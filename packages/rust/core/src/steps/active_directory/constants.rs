use cloudgraph_shared::{EntitySchema, RelationshipClass, RelationshipSchema};

pub const STEP_AD_ACCOUNT: &str = "ad-account";
pub const STEP_AD_USERS: &str = "ad-users";
pub const STEP_AD_GROUPS: &str = "ad-groups";
pub const STEP_AD_SERVICE_PRINCIPALS: &str = "ad-service-principals";

pub const ACCOUNT_ENTITY_TYPE: &str = "azure_account";

pub const ACCOUNT_ENTITY: EntitySchema = EntitySchema {
    resource_name: "[AD] Account",
    entity_type: ACCOUNT_ENTITY_TYPE,
    class: &["Account"],
};

pub const USER_ENTITY: EntitySchema = EntitySchema {
    resource_name: "[AD] User",
    entity_type: "azure_user",
    class: &["User"],
};

pub const GROUP_ENTITY: EntitySchema = EntitySchema {
    resource_name: "[AD] Group",
    entity_type: "azure_user_group",
    class: &["UserGroup"],
};

pub const SERVICE_PRINCIPAL_ENTITY: EntitySchema = EntitySchema {
    resource_name: "[AD] Service Principal",
    entity_type: "azure_service_principal",
    class: &["Service"],
};

pub const ACCOUNT_HAS_USER: RelationshipSchema = RelationshipSchema {
    rel_type: "azure_account_has_user",
    source_type: ACCOUNT_ENTITY_TYPE,
    class: RelationshipClass::Has,
    target_type: "azure_user",
};

/// Shorter than the generated `azure_account_has_user_group`.
pub const ACCOUNT_HAS_GROUP: RelationshipSchema = RelationshipSchema {
    rel_type: "azure_account_has_group",
    source_type: ACCOUNT_ENTITY_TYPE,
    class: RelationshipClass::Has,
    target_type: "azure_user_group",
};

pub const ACCOUNT_HAS_SERVICE_PRINCIPAL: RelationshipSchema = RelationshipSchema {
    rel_type: "azure_account_has_service_principal",
    source_type: ACCOUNT_ENTITY_TYPE,
    class: RelationshipClass::Has,
    target_type: "azure_service_principal",
};
//! Step handlers, builders and schema constants, one module per resource
//! category.

pub mod active_directory;
pub mod advisor;
pub mod event_grid;
pub mod key_vault;
pub mod management_groups;
pub mod monitor;
pub mod network;
pub mod resources;
pub mod storage;

use serde::Deserialize;

use cloudgraph_client::Tags;
use cloudgraph_shared::{CloudGraphError, Entity, EntitySchema, Result, generate_entity_key};

use crate::job_state::JobState;
use crate::resource_id::resource_group_name;
use crate::web_linker::WebLinker;

use self::active_directory::constants::ACCOUNT_ENTITY_TYPE;

/// Projection of a stored resource group.
#[derive(Debug, Clone, Deserialize)]
pub struct ResourceGroupRef {
    pub id: String,
    pub name: String,
}

/// Projection of any stored parent resource (domain, topic, ...).
#[derive(Debug, Clone, Deserialize)]
pub struct ParentResourceRef {
    #[serde(rename = "_key")]
    pub key: String,
    pub id: String,
    pub name: String,
}

/// The account entity stored by the account step.
pub(crate) fn account_entity(state: &JobState) -> Result<Entity> {
    state
        .get_data::<Entity>(ACCOUNT_ENTITY_TYPE)?
        .ok_or_else(|| CloudGraphError::validation("account entity not found in job state"))
}

/// Web linker for the tenant's default domain.
pub(crate) fn web_linker(state: &JobState) -> Result<WebLinker> {
    let account = account_entity(state)?;
    Ok(WebLinker::new(account.str_property("defaultDomain")))
}

/// Key of a resource, from its ARM ID.
pub(crate) fn resource_key(id: Option<&str>, schema: &EntitySchema) -> Result<String> {
    let id = id.ok_or_else(|| {
        CloudGraphError::validation(format!("{} without an id", schema.resource_name))
    })?;
    generate_entity_key(id)
}

/// Epoch milliseconds of an RFC 3339 timestamp; unparseable input is absent.
pub(crate) fn epoch_millis(timestamp: Option<&str>) -> Option<i64> {
    timestamp
        .and_then(|t| chrono::DateTime::parse_from_rfc3339(t).ok())
        .map(|t| t.timestamp_millis())
}

/// Fields every ARM resource entity carries: `id`, `name`, `displayName`,
/// `type`, `region`, `resourceGroup`, `webLink` and `tag.*`.
pub(crate) struct ArmResource<'a> {
    pub id: Option<&'a str>,
    pub name: Option<&'a str>,
    pub resource_type: Option<&'a str>,
    pub location: Option<&'a str>,
    pub tags: Option<&'a Tags>,
}

impl ArmResource<'_> {
    /// `lifted` tags are also copied to top-level properties.
    pub(crate) fn entity(
        &self,
        schema: &EntitySchema,
        linker: &WebLinker,
        lifted: &[&str],
    ) -> Result<Entity> {
        let key = resource_key(self.id, schema)?;
        Ok(Entity::new(key, schema)
            .with("id", self.id)
            .with("name", self.name)
            .with("displayName", self.name)
            .with("type", self.resource_type)
            .with("region", self.location)
            .with("resourceGroup", self.id.and_then(resource_group_name))
            .with("webLink", linker.portal_resource_url(self.id))
            .with_tags(self.tags, lifted))
    }
}

#[cfg(test)]
pub(crate) mod test_support {
    use cloudgraph_client::AzureClient;
    use cloudgraph_shared::{
        EndpointsConfig, Entity, IntegrationConfig, IntegrationInstance,
    };
    use wiremock::matchers::{method, path};
    use wiremock::{Mock, MockServer, ResponseTemplate};

    use super::active_directory::constants::{ACCOUNT_ENTITY, ACCOUNT_ENTITY_TYPE};
    use crate::job_state::JobState;
    use crate::registry::{StepContext, StepHandler};

    pub const SUBSCRIPTION: &str = "40474ebe-55a2-4071-8fa8-b610acdd8e56";
    pub const DIRECTORY: &str = "bcd90474-9b62-4040-9d7b-8af257b1427d";
    pub const ACCOUNT_KEY: &str = "azure_account_id";

    pub fn integration_config(endpoint: &str) -> IntegrationConfig {
        IntegrationConfig {
            instance: IntegrationInstance {
                id: ACCOUNT_KEY.into(),
                name: "Azure Test".into(),
            },
            client_id: "clientId".into(),
            client_secret: "clientSecret".into(),
            directory_id: DIRECTORY.into(),
            subscription_id: Some(SUBSCRIPTION.into()),
            ingest_active_directory: true,
            endpoints: EndpointsConfig {
                login: endpoint.into(),
                management: endpoint.into(),
                graph: endpoint.into(),
            },
        }
    }

    /// A client that is never expected to make a request.
    pub fn offline_client(config: &IntegrationConfig) -> AzureClient {
        AzureClient::new(config).expect("build client")
    }

    /// Mount the token endpoint and build a client against `server`.
    pub async fn mock_client(server: &MockServer) -> (IntegrationConfig, AzureClient) {
        Mock::given(method("POST"))
            .and(path(format!("/{DIRECTORY}/oauth2/v2.0/token")))
            .respond_with(ResponseTemplate::new(200).set_body_json(serde_json::json!({
                "token_type": "Bearer",
                "expires_in": 3599,
                "access_token": "test-token"
            })))
            .mount(server)
            .await;

        let config = integration_config(&server.uri());
        let client = AzureClient::new(&config).expect("build client");
        (config, client)
    }

    /// Job State holding the account entity, as the account step leaves it.
    pub fn state_with_account() -> JobState {
        let mut state = JobState::new();
        let account = Entity::new(ACCOUNT_KEY, &ACCOUNT_ENTITY)
            .with("defaultDomain", "www.fake-domain.com");
        state.set_data(ACCOUNT_ENTITY_TYPE, &account).expect("set account");
        state.add_entity(account).expect("add account");
        state
    }

    /// Run one handler against the given state.
    pub async fn run_handler(
        handler: StepHandler,
        config: &IntegrationConfig,
        client: &AzureClient,
        state: &mut JobState,
    ) -> cloudgraph_shared::Result<()> {
        let mut ctx = StepContext {
            config,
            client,
            job_state: state,
        };
        handler(&mut ctx).await
    }
}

- _Your assignment_
Where a line in the entries holds the word "validation", copy that line.

- _Finished exercise_
        .ok_or_else(|| CloudGraphError::validation("account entity not found in job state"))
        CloudGraphError::validation(format!("{} without an id", schema.resource_name))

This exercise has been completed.